Updating SonarQube scanner maven plugin from v3.9.1.2184 to v3.10.0.2594 breaks authentication towards SonarQube Community 9.9 LTS (9.9.4)
Error in regular build:
[INFO] --- sonar:3.10.0.2594:sonar (default) @ tngreview ---
[INFO] User cache: **redacted user.home**/.sonar/cache
[INFO] SonarQube version: 9.9.4.87374
[INFO] Default locale: "en_GB", source code encoding: "iso-8859-1"

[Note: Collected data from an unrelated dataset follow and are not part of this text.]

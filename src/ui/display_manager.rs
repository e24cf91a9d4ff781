use crate::calendar::CalendarSnapshot;
use crate::config::Config;
use crate::core::types::ViewMode;
use crate::ui::display_data::DisplayDataBuilder;
use crate::ui::table_printer::TablePrinter;
use chrono::NaiveDate;
use std::io::{self, Write};

#[derive(Debug, Default, Clone)]
pub struct DisplayManager {
    pub printer: TablePrinter,
    pub data: DisplayDataBuilder,
}

impl DisplayManager {
    pub fn new() -> Self {
        Self::default()
    }

    /// Grid for the snapshot's mode followed by the occurrence table.
    pub fn render_snapshot<W: Write + ?Sized>(
        &self,
        snapshot: &CalendarSnapshot,
        today: NaiveDate,
        out: &mut W,
    ) -> io::Result<()> {
        let lines = match snapshot.mode {
            ViewMode::Month => self.data.month_lines(snapshot, today),
            ViewMode::Week => self.data.week_lines(snapshot, today),
        };
        let width = lines
            .first()
            .map(|l| l.chars().count())
            .unwrap_or_default();
        self.printer
            .render_banner(&self.data.title(snapshot), width, out)?;
        for line in &lines {
            writeln!(out, "{line}")?;
        }
        writeln!(out)?;

        let rows = self.data.occurrence_rows(snapshot);
        self.printer.render_table(
            "Occurrences",
            &["ID", "TITLE", "CATEGORY", "START", "END", "RULE"],
            &rows,
            "No events in this view.",
            out,
        )?;

        if snapshot.mode == ViewMode::Week && !snapshot.timed.is_empty() {
            writeln!(out)?;
            let rows = self.data.timed_rows(snapshot);
            self.printer.render_table(
                "Time grid",
                &["ID", "DAY", "TOP", "HEIGHT"],
                &rows,
                "",
                out,
            )?;
        }
        Ok(())
    }

    pub fn display_snapshot(&self, snapshot: &CalendarSnapshot, today: NaiveDate) {
        let mut stdout = io::stdout();
        let _ = self.render_snapshot(snapshot, today, &mut stdout);
    }

    pub fn render_config<W: Write + ?Sized>(&self, config: &Config, out: &mut W) -> io::Result<()> {
        let rows = self.data.config_rows(config);
        self.printer.render_table(
            "Config",
            &["KEY", "DESCRIPTION", "VALUE"],
            &rows,
            "No config items found.",
            out,
        )
    }

    pub fn display_config(&self, config: &Config) {
        let mut stdout = io::stdout();
        let _ = self.render_config(config, &mut stdout);
    }
}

[INFO] Load global settings
[INFO] ------------------------------------------------------------------------
[INFO] BUILD FAILURE
[INFO] ------------------------------------------------------------------------
[INFO] Total time: 4.554 s
[INFO] Finished at: 2024-03-03T14:34:27+01:00
[INFO] ------------------------------------------------------------------------
[ERROR] Failed to execute goal org.sonarsource.scanner.maven:sonar-maven-plugin:3.10.0.2594:sonar (default) on project tngreview: Not authorized. Please check the properties sonar.login and sonar.password. -> [Help 1]
Running in debug shows the root cause
[DEBUG] 13:33:53.284 Unable to decrypt property sonar.login
org.sonatype.plexus.components.sec.dispatcher.SecDispatcherException: org.sonatype.plexus.components.sec.dispatcher.SecDispatcherException: java.io.FileNotFoundException:**redacted user.home**/.settings-security.xml (No such file or directory)
Up to 3.9.1.2184 it decrypted the token (using redacted user.home/.m2/settings-security.xml as it should, since it’s a maven plugin it should be expected to decrypt encrypted values using Maven’s master-password)
The sonar.login token is stored in mvn -ep encrypted form as a property in my user-settings (redacted user.home/.m2/settings.xml)
To be clear, you’re generating a token then encrypting the token and storing it in .settings-security.xml. Previous versions of SonarScanner for Maven decrypted the token and used it just fine, but the latest version does not?
No, I’m generating a token, then encrypt it with Maven (mvn -ep followed by pasting the token at the prompt). The encrypted token output I then store as the sonar.login property in my user ~/.m2/settings.xml.
Maven uses ~/.m2/settings-security.xml to hold the master-password used for encryption, which is properly used by sonar-maven-plugin v3.9.1.2184 to decrypt the token on usage in a Sonar analysis.
For some reason as of v3.10.0.2594 Sonar plugin suddenly starts attempting to use the non-existent ~/.settings-security.xml as the source for the master-password used for secret encryption, which obviously makes it fail as it cannot obtain the masterpassword for decryption of encrypted secrets.
for the record: also applicable to the recently released 3.11.0.3922 (hadn’t expected otherwise based on the release notes, but wanted to share the feedback anyhow as I just validated whether the issue was still present)
Yep, we haven’t started looking into the issue. Could you please provide a minimal reproducer so I can debug it and search for the root cause? in 3.10 we dropped some leftovers of Maven 2 compatibility, maybe we dropped too much.
Anyway, in order to investigate the issue I need a minimal reproducer.